- [Task directions]
In the entries that follow, which lines hold the string "false"? List them.

Segment Start: Source data

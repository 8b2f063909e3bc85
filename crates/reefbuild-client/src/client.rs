//! HTTP client for the fleet-management service
//!
//! Thin typed facade: one method per remote capability, basic auth injected
//! into every request, per-request timeout configured on the underlying
//! reqwest client. Non-2xx responses surface as [`ClientError::Api`] with
//! the status and body preserved; malformed bodies surface as
//! [`ClientError::Decode`].

use crate::error::{ClientError, Result};
use crate::model::{
    Application, ApplicationResource, ApplicationState, ApplicationTask, Label, NewApplication,
    NewApplicationTask, ResourceAccess, ServerEvent, UserInfo,
};
use futures_util::{Stream, StreamExt};
use serde::de::DeserializeOwned;
use std::time::Duration;
use url::Url;

/// Transport options for [`FleetClient::new`].
#[derive(Debug, Clone)]
pub struct ClientOptions {
    /// Deadline applied to every individual request.
    pub request_timeout: Duration,

    /// Skip TLS certificate verification (self-signed test deployments).
    pub insecure_skip_verify: bool,
}

impl Default for ClientOptions {
    fn default() -> Self {
        Self {
            request_timeout: Duration::from_secs(30),
            insecure_skip_verify: false,
        }
    }
}

/// Typed client for the fleet service API.
pub struct FleetClient {
    http: reqwest::Client,
    base_url: String,
    username: String,
    password: String,
}

impl std::fmt::Debug for FleetClient {
    fn fmt(&self, f: &mut std::fmt::Formatter<'_>) -> std::fmt::Result {
        f.debug_struct("FleetClient")
            .field("base_url", &self.base_url)
            .field("username", &self.username)
            .field("password", &"<redacted>")
            .finish_non_exhaustive()
    }
}

impl FleetClient {
    /// Build a client against `base_url`, normalizing a trailing slash.
    pub fn new(
        base_url: &str,
        username: impl Into<String>,
        password: impl Into<String>,
        options: ClientOptions,
    ) -> Result<Self> {
        let parsed = Url::parse(base_url)
            .map_err(|e| ClientError::InvalidBaseUrl(format!("{base_url}: {e}")))?;
        if parsed.scheme() != "http" && parsed.scheme() != "https" {
            return Err(ClientError::InvalidBaseUrl(format!(
                "{base_url}: unsupported scheme '{}'",
                parsed.scheme()
            )));
        }

        let http = reqwest::Client::builder()
            .timeout(options.request_timeout)
            .danger_accept_invalid_certs(options.insecure_skip_verify)
            .build()?;

        let base_url = parsed.as_str().trim_end_matches('/').to_string();
        tracing::debug!(endpoint = %base_url, "fleet client initialized");

        Ok(Self {
            http,
            base_url,
            username: username.into(),
            password: password.into(),
        })
    }

    /// The normalized endpoint this client talks to.
    pub fn base_url(&self) -> &str {
        &self.base_url
    }

    /// Identity probe; doubles as the connectivity check.
    pub async fn get_current_user(&self) -> Result<UserInfo> {
        let resp = self.get("/api/v1/user/me").send().await?;
        decode(resp).await
    }

    /// List labels filtered by name and optionally a version selector
    /// (an exact integer or "last" for the newest set).
    pub async fn get_labels(&self, name: &str, version: Option<&str>) -> Result<Vec<Label>> {
        let mut req = self.get("/api/v1/label/").query(&[("name", name)]);
        if let Some(version) = version {
            req = req.query(&[("version", version)]);
        }
        decode(req.send().await?).await
    }

    /// Submit an application (allocation request) for a label.
    pub async fn create_application(&self, app: &NewApplication) -> Result<Application> {
        let resp = self.post("/api/v1/application/").json(app).send().await?;
        decode(resp).await
    }

    /// Current lifecycle state of an application.
    pub async fn get_application_state(&self, app_uid: &str) -> Result<ApplicationState> {
        let resp = self
            .get(&format!("/api/v1/application/{app_uid}/state"))
            .send()
            .await?;
        decode(resp).await
    }

    /// The concrete resource backing an application.
    ///
    /// `Ok(None)` while the resource does not exist yet; this is expected
    /// right after the application reaches ALLOCATED.
    pub async fn get_application_resource(
        &self,
        app_uid: &str,
    ) -> Result<Option<ApplicationResource>> {
        let resp = self
            .get(&format!("/api/v1/application/{app_uid}/resource"))
            .send()
            .await?;
        decode_opt(resp).await
    }

    /// Connection credentials for a resource, requested as multi-use so the
    /// remote-shell connector can reconnect with the same grant.
    ///
    /// `Ok(None)` while access has not been published yet.
    pub async fn get_resource_access(&self, resource_uid: &str) -> Result<Option<ResourceAccess>> {
        let resp = self
            .get(&format!("/api/v1/applicationresource/{resource_uid}/access"))
            .query(&[("one_time", "false")])
            .send()
            .await?;
        decode_opt(resp).await
    }

    /// Ask the service to tear down an application's resource.
    pub async fn deallocate_application(&self, app_uid: &str) -> Result<()> {
        let resp = self
            .get(&format!("/api/v1/application/{app_uid}/deallocate"))
            .send()
            .await?;
        let status = resp.status();
        if !status.is_success() {
            let body = resp.text().await.unwrap_or_default();
            return Err(ClientError::Api {
                status: status.as_u16(),
                body,
            });
        }
        Ok(())
    }

    /// Attach an asynchronous task to an application.
    pub async fn create_application_task(
        &self,
        app_uid: &str,
        task: &NewApplicationTask,
    ) -> Result<ApplicationTask> {
        let resp = self
            .post(&format!("/api/v1/application/{app_uid}/task/"))
            .json(task)
            .send()
            .await?;
        decode(resp).await
    }

    /// Fetch a task by uid; `result` stays empty until the task has run.
    pub async fn get_application_task(&self, task_uid: &str) -> Result<ApplicationTask> {
        let resp = self.get(&format!("/api/v1/task/{task_uid}")).send().await?;
        decode(resp).await
    }

    /// Open the advisory change-subscription stream.
    ///
    /// The stream yields newline-delimited JSON events for the requested
    /// object kinds and ends silently on any transport or decode problem.
    /// Nothing in the build workflow depends on it; the polling loops are
    /// authoritative.
    pub async fn subscribe(
        &self,
        kinds: &[&str],
    ) -> Result<impl Stream<Item = ServerEvent> + Send + 'static> {
        let query: Vec<(&str, &str)> = kinds.iter().map(|k| ("type", *k)).collect();
        let resp = self.get("/api/v1/subscribe").query(&query).send().await?;
        let status = resp.status();
        if !status.is_success() {
            let body = resp.text().await.unwrap_or_default();
            return Err(ClientError::Api {
                status: status.as_u16(),
                body,
            });
        }

        let bytes = resp.bytes_stream();
        Ok(futures_util::stream::unfold(
            (bytes, Vec::new()),
            |(mut bytes, mut buf)| async move {
                loop {
                    if let Some(pos) = buf.iter().position(|&b| b == b'\n') {
                        let line: Vec<u8> = buf.drain(..=pos).collect();
                        match serde_json::from_slice::<ServerEvent>(&line) {
                            Ok(event) => return Some((event, (bytes, buf))),
                            Err(_) => continue,
                        }
                    }
                    match bytes.next().await {
                        Some(Ok(chunk)) => buf.extend_from_slice(&chunk),
                        _ => return None,
                    }
                }
            },
        ))
    }

    fn get(&self, path: &str) -> reqwest::RequestBuilder {
        self.http
            .get(format!("{}{path}", self.base_url))
            .basic_auth(&self.username, Some(&self.password))
    }

    fn post(&self, path: &str) -> reqwest::RequestBuilder {
        self.http
            .post(format!("{}{path}", self.base_url))
            .basic_auth(&self.username, Some(&self.password))
    }
}

async fn decode<T: DeserializeOwned>(resp: reqwest::Response) -> Result<T> {
    let status = resp.status();
    let body = resp.text().await?;
    if !status.is_success() {
        return Err(ClientError::Api {
            status: status.as_u16(),
            body,
        });
    }
    Ok(serde_json::from_str(&body)?)
}

/// Like [`decode`], but an HTTP 404 means "does not exist yet".
async fn decode_opt<T: DeserializeOwned>(resp: reqwest::Response) -> Result<Option<T>> {
    if resp.status() == reqwest::StatusCode::NOT_FOUND {
        return Ok(None);
    }
    decode(resp).await.map(Some)
}
//! External collaborator boundary
//!
//! The remote-shell transport and the provisioning hook are host concerns;
//! the workflow only defines the seam. Both receive the resolved SSH
//! endpoint plus an [`AccessFetcher`] so they can pull fresh credentials for
//! every connection — the service rotates them, so nothing is cached here.

use async_trait::async_trait;
use reefbuild_client::{FleetClient, ResourceAccess};
use std::sync::Arc;

/// Resolved remote-shell endpoint for a build target.
#[derive(Debug, Clone, PartialEq, Eq)]
pub struct SshEndpoint {
    pub host: String,
    pub port: u16,
}

impl std::fmt::Display for SshEndpoint {
    fn fmt(&self, f: &mut std::fmt::Formatter<'_>) -> std::fmt::Result {
        write!(f, "{}:{}", self.host, self.port)
    }
}

/// Fetches current connection credentials for one resource.
#[derive(Clone)]
pub struct AccessFetcher {
    client: Arc<FleetClient>,
    resource_uid: String,
}

impl AccessFetcher {
    pub fn new(client: Arc<FleetClient>, resource_uid: impl Into<String>) -> Self {
        Self {
            client,
            resource_uid: resource_uid.into(),
        }
    }

    /// Current credentials; `None` while the service has none published.
    pub async fn fetch(&self) -> reefbuild_client::Result<Option<ResourceAccess>> {
        self.client.get_resource_access(&self.resource_uid).await
    }
}

/// Remote-shell connector: establishes the secondary channel to the target.
#[async_trait]
pub trait RemoteShell: Send + Sync {
    async fn connect(&self, endpoint: &SshEndpoint, access: &AccessFetcher) -> anyhow::Result<()>;
}

/// Provisioning hook: runs the host's provisioning commands on the target.
#[async_trait]
pub trait ProvisionHook: Send + Sync {
    async fn provision(&self, endpoint: &SshEndpoint, access: &AccessFetcher)
    -> anyhow::Result<()>;
}

/// Connector that does nothing; used when the host brings its own transport.
pub struct NoopShell;

#[async_trait]
impl RemoteShell for NoopShell {
    async fn connect(&self, endpoint: &SshEndpoint, _access: &AccessFetcher) -> anyhow::Result<()> {
        tracing::debug!(%endpoint, "no-op shell connector, skipping connect");
        Ok(())
    }
}

/// Hook that provisions nothing.
pub struct NoopProvisioner;

#[async_trait]
impl ProvisionHook for NoopProvisioner {
    async fn provision(
        &self,
        endpoint: &SshEndpoint,
        _access: &AccessFetcher,
    ) -> anyhow::Result<()> {
        tracing::debug!(%endpoint, "no-op provisioner, nothing to run");
        Ok(())
    }
}

/// The pair of external collaborators a run delegates to.
#[derive(Clone)]
pub struct Hooks {
    pub shell: Arc<dyn RemoteShell>,
    pub provisioner: Arc<dyn ProvisionHook>,
}

impl Default for Hooks {
    fn default() -> Self {
        Self {
            shell: Arc::new(NoopShell),
            provisioner: Arc::new(NoopProvisioner),
        }
    }
}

Segment End: Source data

- [Answer box]
            insecure_skip_verify: false,
            .query(&[("one_time", "false")])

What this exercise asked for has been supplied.